---- Stored data
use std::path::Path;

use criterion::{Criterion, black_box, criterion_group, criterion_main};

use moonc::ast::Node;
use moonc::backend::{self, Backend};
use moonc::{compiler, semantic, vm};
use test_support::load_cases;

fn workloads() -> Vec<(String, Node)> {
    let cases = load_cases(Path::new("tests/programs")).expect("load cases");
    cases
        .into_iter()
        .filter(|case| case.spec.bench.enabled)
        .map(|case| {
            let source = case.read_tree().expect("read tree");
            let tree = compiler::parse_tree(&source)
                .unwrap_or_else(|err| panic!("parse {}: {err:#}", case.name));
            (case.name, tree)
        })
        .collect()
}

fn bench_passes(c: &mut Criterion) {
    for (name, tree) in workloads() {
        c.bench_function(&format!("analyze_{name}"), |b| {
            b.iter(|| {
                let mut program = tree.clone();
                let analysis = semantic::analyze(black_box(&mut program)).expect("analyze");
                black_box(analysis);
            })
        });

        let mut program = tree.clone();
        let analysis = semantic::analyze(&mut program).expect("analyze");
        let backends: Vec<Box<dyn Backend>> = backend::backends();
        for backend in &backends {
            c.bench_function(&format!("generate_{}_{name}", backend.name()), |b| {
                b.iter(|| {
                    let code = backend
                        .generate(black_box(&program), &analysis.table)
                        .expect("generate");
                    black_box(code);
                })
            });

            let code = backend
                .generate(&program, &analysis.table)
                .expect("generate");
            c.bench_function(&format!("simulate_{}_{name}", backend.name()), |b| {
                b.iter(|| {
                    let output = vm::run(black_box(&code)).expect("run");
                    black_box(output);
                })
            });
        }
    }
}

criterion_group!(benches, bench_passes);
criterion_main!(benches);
--------
Without changing anything, quote the lines from the top of the data to the line that contains "fn workloads() ->", including that line.

*Response area*:
use std::path::Path;

use criterion::{Criterion, black_box, criterion_group, criterion_main};

use moonc::ast::Node;
use moonc::backend::{self, Backend};
use moonc::{compiler, semantic, vm};
use test_support::load_cases;

fn workloads() -> Vec<(String, Node)> {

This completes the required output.